Published: Thu, January 11, 2018
Markets | By Rosalie Gross

Dollar up vs yen as concerns ease over China US bond stance

Dollar up vs yen as concerns ease over China US bond stance

A foreign media outlet reported Wednesday that China, the biggest buyer of USA sovereign bonds, is considering slowing down or even halting its purchases as US debt is becoming less attractive.

China is diversifying its foreign exchange reserves in order to safeguard their value, the country's currency regulator said on Thursday, while dismissing a media report the government is halting or reducing its purchases of USA debt.

The dollar is down more than 1.1 percent against the yen so far this week, having also come under pressure after the Bank of Japan trimmed its buying of long-dated Japanese government bonds in market operations on Tuesday.

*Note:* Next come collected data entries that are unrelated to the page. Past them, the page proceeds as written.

use anyhow::{Context, Result};
use homeguard::config::load_from_env;
use homeguard::cooldown::CooldownGate;
use homeguard::hub_client::HttpEventSink;
use homeguard::recognition::{
    create_camera_router, CameraAppState, HttpRecognizer, NoopRecognizer, PipelineContext, Recognizer,
    SharedRoster, ViewerSet,
};
use std::sync::Arc;
use std::time::Duration;
use tracing::{info, warn};

#[tokio::main]
async fn main() -> Result<()> {
    // Initialize tracing subscriber
    tracing_subscriber::fmt()
        .with_env_filter(
            tracing_subscriber::EnvFilter::try_from_default_env()
                .unwrap_or_else(|_| "homeguard=info,camera_node=info".into()),
        )
        .init();

    info!("Camera node starting...");

    let config = load_from_env().context("Failed to load configuration")?.camera;
    info!(
        bind_addr = %config.bind_addr,
        camera_id = %config.camera_id,
        hub_url = %config.hub_url,
        process_every = config.process_every,
        "Configuration loaded"
    );

    let recognizer: Arc<dyn Recognizer> = match &config.recognizer_url {
        Some(url) => Arc::new(
            HttpRecognizer::new(url, Duration::from_secs(5)).context("Failed to create recognizer client")?,
        ),
        None => {
            warn!("No recognizer configured, frames are forwarded without recognition");
            Arc::new(NoopRecognizer)
        }
    };
    let sink = Arc::new(
        HttpEventSink::new(&config.hub_url, Duration::from_secs(2)).context("Failed to create hub client")?,
    );

    let roster = SharedRoster::load(&config.known_faces_dir);
    info!(enrolled = roster.current().names().len(), "Roster loaded");

    let state = Arc::new(CameraAppState {
        pipeline: PipelineContext {
            camera_id: config.camera_id.clone(),
            process_every: config.process_every,
            event_cooldown: Duration::from_secs(config.event_cooldown_secs),
            recognizer,
            roster,
            gate: Arc::new(CooldownGate::new()),
            sink,
            viewers: ViewerSet::new(),
        },
        max_frame_bytes: config.max_frame_bytes,
    });

    let listener = tokio::net::TcpListener::bind(&config.bind_addr)
        .await
        .with_context(|| format!("Failed to bind {}", config.bind_addr))?;
    info!(addr = %config.bind_addr, "Camera stream listening");

    let router = create_camera_router(state);
    let server_handle = tokio::spawn(async move {
        if let Err(e) = axum::serve(listener, router).await {
            tracing::error!(error = %e, "Camera server error");
        }
    });

    tokio::signal::ctrl_c()
        .await
        .context("Failed to listen for ctrl_c signal")?;
    info!("Shutdown signal received");

    server_handle.abort();
    info!("Camera node stopped");

    Ok(())
}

USA 10-year Treasury yields rose to 10-month highs and the dollar fell after the report was published. It isn't clear whether the officials' recommendations have been adopted.

China denied on Thursday a report that it may slow or cease its purchases of US Treasury bonds, calling it a possible case of "fake news" after the dollar tumbled following the story.

"People were already jittery about Treasuries", said Aaron Kohli, an interest rate strategist at BMO Capital Markets in NY, noting the Chinese news is "piling on". "Today's headlines will underscore concerns that the fading global quantitative-easing bid will trigger lasting upside pressure on developed-market yields".

U.S. Dollar and China Yuan notes are seen in this picture illustration June 2, 2017.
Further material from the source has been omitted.